§ **Prompt**: In the material below, find all lines with the string "const" and copy them.
◆ ◆ ◆ ◆
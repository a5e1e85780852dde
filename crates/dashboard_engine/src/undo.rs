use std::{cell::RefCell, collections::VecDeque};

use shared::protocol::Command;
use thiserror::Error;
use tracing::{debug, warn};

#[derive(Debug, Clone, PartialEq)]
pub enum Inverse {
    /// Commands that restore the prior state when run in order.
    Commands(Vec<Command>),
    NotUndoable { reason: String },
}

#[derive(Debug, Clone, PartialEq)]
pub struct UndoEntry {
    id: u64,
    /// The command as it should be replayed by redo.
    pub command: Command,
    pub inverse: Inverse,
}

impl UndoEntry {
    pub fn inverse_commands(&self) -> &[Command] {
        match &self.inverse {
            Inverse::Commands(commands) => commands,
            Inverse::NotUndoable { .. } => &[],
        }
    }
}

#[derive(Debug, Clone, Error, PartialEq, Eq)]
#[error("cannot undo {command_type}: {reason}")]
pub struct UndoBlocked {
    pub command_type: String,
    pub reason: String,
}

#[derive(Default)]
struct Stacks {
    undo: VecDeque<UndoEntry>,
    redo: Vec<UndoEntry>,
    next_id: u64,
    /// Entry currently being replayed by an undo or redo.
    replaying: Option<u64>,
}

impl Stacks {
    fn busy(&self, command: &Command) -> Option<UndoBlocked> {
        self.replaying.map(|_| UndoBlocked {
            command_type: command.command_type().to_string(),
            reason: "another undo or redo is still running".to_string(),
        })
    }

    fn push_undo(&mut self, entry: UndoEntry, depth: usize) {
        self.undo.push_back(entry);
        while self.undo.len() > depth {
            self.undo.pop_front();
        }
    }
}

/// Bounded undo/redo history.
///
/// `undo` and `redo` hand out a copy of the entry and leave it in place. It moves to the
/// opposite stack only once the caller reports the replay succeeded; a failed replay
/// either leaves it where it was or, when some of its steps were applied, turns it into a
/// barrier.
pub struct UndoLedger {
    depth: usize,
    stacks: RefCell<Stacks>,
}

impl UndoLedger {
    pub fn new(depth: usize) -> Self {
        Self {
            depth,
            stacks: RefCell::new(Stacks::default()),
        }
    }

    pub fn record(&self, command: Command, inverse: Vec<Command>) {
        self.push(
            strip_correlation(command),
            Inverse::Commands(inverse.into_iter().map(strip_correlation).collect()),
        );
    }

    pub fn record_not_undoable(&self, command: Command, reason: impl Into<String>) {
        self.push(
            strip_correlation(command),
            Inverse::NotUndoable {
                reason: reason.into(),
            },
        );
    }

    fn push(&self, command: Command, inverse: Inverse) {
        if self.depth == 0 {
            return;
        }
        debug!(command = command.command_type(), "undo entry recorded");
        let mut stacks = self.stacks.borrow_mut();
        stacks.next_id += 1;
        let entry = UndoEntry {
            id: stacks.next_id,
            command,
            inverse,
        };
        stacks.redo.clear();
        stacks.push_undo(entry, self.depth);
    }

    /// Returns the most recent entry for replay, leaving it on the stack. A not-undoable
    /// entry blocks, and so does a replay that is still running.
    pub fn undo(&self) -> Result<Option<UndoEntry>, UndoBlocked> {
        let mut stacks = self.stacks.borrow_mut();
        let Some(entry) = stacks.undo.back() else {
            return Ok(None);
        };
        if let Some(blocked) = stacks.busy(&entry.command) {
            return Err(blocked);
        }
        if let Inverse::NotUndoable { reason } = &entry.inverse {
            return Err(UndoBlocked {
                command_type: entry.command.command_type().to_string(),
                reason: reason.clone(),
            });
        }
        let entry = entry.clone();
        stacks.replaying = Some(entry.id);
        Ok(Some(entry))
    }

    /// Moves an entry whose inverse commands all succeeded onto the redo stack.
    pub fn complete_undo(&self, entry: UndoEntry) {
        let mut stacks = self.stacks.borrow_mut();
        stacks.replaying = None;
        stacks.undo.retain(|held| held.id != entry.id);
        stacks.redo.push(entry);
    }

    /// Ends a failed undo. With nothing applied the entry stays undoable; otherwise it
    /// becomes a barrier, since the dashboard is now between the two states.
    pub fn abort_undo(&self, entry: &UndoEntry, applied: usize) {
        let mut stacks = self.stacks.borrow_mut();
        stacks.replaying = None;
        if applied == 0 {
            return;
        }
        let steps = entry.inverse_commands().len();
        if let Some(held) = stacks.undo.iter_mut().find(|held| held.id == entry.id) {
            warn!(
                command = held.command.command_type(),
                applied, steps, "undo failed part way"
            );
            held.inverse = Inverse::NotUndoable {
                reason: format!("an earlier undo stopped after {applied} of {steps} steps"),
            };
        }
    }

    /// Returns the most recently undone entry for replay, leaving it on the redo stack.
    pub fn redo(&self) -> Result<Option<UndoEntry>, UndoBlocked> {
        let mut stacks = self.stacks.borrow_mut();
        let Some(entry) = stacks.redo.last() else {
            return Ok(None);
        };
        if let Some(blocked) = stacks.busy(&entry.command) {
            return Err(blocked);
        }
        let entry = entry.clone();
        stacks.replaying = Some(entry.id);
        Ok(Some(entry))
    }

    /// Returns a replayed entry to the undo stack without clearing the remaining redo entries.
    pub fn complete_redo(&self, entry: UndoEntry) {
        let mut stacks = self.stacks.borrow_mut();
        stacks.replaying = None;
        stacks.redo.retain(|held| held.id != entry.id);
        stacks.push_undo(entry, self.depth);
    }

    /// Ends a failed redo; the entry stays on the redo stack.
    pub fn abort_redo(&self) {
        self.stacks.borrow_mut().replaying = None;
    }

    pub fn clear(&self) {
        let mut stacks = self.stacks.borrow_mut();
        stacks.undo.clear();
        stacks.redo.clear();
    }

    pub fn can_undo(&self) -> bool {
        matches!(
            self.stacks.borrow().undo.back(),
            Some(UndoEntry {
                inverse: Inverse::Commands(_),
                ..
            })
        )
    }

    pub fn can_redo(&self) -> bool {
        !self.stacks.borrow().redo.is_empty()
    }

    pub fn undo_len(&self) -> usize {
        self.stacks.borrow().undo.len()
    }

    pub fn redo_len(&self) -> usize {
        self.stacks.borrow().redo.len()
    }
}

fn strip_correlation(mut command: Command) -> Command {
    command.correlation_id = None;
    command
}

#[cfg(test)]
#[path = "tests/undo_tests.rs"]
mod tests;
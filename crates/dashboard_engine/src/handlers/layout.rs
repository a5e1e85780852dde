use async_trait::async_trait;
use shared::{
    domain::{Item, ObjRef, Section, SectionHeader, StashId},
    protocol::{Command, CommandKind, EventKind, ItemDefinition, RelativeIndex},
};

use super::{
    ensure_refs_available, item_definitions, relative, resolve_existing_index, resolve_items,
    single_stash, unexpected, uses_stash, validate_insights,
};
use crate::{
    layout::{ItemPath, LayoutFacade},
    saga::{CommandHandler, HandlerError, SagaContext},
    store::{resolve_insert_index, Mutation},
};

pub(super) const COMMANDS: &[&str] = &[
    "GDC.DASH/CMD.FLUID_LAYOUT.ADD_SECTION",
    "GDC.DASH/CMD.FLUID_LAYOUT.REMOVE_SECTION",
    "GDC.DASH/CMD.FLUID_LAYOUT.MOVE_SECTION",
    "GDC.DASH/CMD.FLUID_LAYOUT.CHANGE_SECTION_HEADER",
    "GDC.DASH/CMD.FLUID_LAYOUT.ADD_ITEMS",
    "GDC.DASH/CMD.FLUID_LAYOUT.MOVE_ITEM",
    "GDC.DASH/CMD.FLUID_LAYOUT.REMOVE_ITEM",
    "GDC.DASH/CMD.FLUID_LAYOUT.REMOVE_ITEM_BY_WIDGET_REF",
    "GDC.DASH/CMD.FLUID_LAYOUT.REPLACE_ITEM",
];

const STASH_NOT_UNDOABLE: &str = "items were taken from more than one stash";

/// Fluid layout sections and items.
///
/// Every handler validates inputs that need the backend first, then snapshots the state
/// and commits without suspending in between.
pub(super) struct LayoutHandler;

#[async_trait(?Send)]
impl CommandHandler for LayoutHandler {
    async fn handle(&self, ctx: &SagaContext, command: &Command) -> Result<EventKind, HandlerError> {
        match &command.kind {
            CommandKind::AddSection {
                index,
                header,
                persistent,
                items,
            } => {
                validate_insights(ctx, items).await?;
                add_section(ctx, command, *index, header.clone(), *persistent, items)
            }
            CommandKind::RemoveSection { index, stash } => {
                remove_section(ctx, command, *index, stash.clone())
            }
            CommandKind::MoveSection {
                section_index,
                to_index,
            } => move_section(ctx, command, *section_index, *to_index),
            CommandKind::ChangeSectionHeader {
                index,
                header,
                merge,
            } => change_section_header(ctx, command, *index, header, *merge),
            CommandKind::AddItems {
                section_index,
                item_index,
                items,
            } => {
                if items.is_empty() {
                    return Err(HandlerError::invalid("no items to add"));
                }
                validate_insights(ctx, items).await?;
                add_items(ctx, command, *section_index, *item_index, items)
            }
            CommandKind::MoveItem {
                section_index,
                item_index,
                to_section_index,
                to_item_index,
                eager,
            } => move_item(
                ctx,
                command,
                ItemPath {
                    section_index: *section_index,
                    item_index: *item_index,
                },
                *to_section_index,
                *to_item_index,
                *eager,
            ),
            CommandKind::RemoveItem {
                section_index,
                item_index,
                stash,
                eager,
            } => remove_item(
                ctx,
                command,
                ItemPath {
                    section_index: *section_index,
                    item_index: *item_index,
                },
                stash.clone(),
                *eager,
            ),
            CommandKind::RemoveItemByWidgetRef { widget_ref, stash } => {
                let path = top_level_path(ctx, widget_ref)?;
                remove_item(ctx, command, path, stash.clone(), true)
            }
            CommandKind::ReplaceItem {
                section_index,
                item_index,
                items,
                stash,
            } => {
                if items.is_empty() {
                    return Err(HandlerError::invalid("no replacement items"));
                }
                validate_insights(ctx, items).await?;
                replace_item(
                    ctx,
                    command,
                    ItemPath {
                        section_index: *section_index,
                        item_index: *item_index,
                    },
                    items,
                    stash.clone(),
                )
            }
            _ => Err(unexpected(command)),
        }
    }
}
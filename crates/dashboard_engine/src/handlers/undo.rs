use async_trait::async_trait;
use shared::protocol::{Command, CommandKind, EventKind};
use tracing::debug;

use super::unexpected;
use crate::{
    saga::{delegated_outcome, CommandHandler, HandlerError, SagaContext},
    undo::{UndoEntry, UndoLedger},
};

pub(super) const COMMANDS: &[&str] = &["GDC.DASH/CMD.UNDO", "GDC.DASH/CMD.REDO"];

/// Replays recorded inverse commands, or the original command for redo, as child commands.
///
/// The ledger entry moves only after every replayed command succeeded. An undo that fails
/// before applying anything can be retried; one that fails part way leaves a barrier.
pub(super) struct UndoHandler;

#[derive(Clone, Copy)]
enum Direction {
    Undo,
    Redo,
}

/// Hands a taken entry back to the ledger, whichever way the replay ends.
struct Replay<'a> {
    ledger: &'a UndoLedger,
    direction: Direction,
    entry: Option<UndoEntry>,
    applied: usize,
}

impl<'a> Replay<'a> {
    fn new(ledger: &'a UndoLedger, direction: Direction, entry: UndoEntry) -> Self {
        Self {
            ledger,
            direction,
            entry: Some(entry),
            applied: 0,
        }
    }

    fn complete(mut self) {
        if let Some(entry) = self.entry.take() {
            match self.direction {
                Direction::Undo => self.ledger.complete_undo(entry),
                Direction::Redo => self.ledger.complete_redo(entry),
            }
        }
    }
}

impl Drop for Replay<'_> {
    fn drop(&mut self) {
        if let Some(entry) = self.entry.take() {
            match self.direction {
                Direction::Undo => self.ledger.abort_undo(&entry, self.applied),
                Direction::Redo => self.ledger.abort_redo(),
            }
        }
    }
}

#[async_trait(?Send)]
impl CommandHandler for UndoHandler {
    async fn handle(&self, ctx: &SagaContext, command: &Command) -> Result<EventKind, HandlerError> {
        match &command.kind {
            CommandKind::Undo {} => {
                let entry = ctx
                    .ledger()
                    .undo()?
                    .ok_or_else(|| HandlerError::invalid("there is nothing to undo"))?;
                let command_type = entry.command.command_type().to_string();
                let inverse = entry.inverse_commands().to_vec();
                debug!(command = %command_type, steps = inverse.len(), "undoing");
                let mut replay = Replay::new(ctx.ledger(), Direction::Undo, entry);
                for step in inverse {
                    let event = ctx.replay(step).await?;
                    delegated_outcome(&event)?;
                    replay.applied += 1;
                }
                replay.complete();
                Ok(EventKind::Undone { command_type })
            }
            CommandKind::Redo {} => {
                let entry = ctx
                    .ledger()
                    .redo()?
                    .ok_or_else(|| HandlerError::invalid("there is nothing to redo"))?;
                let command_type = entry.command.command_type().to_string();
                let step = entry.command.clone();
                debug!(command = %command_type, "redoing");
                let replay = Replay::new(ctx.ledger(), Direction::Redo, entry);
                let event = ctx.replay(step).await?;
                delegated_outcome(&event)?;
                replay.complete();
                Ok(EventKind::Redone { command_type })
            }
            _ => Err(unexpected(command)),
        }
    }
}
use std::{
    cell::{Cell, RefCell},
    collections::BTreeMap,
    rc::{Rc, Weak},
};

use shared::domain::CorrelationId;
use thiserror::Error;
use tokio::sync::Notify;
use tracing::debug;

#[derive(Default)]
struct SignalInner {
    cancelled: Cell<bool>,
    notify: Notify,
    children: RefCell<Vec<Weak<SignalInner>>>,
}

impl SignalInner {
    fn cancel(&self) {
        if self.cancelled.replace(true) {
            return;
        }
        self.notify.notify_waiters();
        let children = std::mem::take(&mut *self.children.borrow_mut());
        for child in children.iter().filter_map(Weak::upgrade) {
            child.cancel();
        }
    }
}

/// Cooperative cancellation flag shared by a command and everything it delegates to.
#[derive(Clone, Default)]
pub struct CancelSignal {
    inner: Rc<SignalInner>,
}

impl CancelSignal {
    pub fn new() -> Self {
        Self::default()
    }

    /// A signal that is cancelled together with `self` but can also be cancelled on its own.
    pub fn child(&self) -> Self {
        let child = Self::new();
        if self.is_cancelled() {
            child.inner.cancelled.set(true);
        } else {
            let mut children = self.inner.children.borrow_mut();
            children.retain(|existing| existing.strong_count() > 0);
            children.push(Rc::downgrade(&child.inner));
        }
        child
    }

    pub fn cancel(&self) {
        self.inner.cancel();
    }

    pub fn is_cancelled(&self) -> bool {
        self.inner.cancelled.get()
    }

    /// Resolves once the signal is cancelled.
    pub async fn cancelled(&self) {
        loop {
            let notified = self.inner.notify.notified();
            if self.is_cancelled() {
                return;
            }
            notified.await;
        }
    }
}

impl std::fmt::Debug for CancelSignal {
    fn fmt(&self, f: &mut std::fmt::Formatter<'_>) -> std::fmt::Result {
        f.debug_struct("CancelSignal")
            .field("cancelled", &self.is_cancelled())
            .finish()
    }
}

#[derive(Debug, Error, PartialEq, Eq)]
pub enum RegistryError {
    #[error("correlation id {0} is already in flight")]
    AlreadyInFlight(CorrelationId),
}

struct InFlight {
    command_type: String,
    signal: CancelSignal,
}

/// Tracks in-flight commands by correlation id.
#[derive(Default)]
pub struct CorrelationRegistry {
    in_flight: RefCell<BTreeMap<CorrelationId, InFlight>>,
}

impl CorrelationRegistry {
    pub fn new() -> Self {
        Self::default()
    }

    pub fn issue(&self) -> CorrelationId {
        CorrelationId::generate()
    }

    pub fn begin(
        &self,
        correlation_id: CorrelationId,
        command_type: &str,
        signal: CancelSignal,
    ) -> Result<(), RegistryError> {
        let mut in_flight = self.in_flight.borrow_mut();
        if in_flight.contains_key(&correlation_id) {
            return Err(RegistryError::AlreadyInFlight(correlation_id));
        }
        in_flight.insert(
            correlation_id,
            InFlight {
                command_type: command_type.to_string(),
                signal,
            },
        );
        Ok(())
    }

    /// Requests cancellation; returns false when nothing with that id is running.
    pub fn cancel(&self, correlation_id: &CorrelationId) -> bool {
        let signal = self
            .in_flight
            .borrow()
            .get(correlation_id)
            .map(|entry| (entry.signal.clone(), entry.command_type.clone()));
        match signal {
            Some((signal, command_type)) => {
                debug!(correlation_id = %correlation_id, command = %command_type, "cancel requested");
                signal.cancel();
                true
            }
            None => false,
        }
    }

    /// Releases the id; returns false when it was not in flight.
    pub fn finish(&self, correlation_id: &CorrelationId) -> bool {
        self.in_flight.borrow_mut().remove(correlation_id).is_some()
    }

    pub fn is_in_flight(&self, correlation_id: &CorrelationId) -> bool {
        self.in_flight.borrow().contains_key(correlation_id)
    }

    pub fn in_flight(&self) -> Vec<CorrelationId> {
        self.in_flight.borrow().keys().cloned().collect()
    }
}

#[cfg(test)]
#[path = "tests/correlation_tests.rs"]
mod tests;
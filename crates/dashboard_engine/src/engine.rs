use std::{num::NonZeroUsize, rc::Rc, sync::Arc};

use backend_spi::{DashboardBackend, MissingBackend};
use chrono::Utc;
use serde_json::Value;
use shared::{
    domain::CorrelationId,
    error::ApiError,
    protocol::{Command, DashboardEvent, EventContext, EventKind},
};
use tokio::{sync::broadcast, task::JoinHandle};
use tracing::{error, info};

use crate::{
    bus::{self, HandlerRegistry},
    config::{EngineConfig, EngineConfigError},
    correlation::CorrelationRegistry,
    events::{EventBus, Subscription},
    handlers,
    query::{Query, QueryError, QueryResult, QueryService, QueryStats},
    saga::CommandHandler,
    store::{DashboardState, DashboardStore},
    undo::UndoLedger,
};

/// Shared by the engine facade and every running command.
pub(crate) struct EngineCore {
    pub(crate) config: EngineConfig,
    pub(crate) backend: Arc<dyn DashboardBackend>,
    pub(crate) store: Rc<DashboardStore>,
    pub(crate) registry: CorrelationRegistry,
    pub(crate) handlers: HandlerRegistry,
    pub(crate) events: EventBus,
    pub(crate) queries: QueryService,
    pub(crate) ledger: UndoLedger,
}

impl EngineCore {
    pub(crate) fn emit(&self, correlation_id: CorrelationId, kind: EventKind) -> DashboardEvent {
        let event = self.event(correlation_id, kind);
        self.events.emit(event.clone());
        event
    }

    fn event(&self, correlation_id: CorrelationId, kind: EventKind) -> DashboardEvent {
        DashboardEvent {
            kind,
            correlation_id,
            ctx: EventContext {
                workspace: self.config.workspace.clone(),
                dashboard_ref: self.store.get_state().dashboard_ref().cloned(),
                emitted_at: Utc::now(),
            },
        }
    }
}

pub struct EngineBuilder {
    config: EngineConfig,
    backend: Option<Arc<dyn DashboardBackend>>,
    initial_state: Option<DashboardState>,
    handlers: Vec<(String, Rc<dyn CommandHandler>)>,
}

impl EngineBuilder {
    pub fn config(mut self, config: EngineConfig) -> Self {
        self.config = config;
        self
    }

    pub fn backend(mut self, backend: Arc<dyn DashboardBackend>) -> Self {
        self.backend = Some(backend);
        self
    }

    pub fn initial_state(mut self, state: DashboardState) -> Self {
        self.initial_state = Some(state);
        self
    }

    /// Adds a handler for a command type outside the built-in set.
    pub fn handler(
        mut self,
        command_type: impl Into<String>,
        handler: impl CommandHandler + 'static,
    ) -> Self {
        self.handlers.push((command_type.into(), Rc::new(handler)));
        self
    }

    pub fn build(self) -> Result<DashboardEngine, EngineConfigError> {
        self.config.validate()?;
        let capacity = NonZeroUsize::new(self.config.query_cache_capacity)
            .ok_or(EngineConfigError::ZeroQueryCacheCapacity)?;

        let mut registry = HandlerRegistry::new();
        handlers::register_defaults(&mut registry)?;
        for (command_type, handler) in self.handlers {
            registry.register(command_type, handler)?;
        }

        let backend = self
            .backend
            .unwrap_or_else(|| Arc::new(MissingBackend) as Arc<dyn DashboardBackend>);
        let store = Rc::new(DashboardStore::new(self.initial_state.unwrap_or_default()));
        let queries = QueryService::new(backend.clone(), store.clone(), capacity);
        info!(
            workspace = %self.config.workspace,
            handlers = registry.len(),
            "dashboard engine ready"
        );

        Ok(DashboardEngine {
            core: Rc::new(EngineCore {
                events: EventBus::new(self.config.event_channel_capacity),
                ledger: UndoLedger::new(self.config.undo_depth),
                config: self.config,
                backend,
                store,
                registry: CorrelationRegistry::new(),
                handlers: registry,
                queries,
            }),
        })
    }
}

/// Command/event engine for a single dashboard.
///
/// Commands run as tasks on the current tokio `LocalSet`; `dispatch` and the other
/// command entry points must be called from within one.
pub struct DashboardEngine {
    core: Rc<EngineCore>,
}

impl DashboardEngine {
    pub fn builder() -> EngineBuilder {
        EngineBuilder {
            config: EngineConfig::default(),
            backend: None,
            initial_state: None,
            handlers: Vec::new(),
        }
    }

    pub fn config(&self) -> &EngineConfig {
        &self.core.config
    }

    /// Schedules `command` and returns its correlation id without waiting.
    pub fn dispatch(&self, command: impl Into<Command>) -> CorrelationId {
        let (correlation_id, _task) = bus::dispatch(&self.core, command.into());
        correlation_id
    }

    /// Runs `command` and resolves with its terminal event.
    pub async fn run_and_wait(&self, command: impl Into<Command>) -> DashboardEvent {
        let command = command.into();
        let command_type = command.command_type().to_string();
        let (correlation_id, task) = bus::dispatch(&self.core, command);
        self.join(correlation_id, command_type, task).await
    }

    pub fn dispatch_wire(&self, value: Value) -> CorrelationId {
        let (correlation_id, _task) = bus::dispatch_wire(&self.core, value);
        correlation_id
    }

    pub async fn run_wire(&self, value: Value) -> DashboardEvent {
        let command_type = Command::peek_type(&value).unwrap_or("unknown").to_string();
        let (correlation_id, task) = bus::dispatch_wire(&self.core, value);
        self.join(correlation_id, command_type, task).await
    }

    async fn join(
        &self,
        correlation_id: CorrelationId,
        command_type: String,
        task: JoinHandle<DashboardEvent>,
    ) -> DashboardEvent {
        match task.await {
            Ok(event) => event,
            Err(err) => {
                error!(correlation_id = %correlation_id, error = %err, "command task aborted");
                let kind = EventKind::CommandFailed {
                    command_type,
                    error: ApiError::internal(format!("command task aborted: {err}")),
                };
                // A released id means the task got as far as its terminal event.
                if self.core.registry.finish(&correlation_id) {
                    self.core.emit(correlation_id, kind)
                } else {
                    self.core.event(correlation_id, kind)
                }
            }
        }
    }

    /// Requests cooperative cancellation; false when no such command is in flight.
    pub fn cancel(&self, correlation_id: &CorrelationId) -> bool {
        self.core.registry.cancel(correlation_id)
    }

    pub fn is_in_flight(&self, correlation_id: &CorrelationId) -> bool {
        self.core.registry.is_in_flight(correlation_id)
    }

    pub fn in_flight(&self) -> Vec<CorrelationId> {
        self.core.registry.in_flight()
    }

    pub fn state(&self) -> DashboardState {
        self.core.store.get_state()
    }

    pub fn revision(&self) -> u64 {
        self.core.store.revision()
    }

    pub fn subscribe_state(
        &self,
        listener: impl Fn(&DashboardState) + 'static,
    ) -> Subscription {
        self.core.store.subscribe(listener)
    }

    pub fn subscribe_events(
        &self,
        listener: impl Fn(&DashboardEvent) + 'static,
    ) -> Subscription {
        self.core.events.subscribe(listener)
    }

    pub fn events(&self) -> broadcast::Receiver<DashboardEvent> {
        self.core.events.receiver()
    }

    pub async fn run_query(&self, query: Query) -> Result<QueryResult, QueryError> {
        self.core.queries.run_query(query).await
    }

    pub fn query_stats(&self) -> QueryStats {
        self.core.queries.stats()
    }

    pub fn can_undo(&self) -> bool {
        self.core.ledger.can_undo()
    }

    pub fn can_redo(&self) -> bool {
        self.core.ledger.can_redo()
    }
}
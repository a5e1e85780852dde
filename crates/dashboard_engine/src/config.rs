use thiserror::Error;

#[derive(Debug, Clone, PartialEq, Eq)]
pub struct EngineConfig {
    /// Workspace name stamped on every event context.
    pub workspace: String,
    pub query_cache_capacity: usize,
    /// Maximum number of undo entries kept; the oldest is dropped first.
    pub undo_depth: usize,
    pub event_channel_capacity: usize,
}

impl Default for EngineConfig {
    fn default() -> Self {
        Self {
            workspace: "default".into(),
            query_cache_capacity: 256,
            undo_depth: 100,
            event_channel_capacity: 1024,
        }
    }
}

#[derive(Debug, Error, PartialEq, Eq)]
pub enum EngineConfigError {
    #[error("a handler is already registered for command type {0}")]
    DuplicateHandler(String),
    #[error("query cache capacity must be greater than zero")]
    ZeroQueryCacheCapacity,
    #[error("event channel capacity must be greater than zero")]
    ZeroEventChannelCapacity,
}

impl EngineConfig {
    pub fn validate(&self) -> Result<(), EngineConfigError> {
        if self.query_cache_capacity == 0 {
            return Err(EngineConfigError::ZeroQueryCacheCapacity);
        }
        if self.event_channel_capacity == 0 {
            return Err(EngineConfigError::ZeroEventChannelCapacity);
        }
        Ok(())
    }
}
◆ ◆ ◆ ◆
§ **Problem solution**:
pub(super) const COMMANDS: &[&str] = &[
const STASH_NOT_UNDOABLE: &str = "items were taken from more than one stash";
pub(super) const COMMANDS: &[&str] = &["GDC.DASH/CMD.UNDO", "GDC.DASH/CMD.REDO"];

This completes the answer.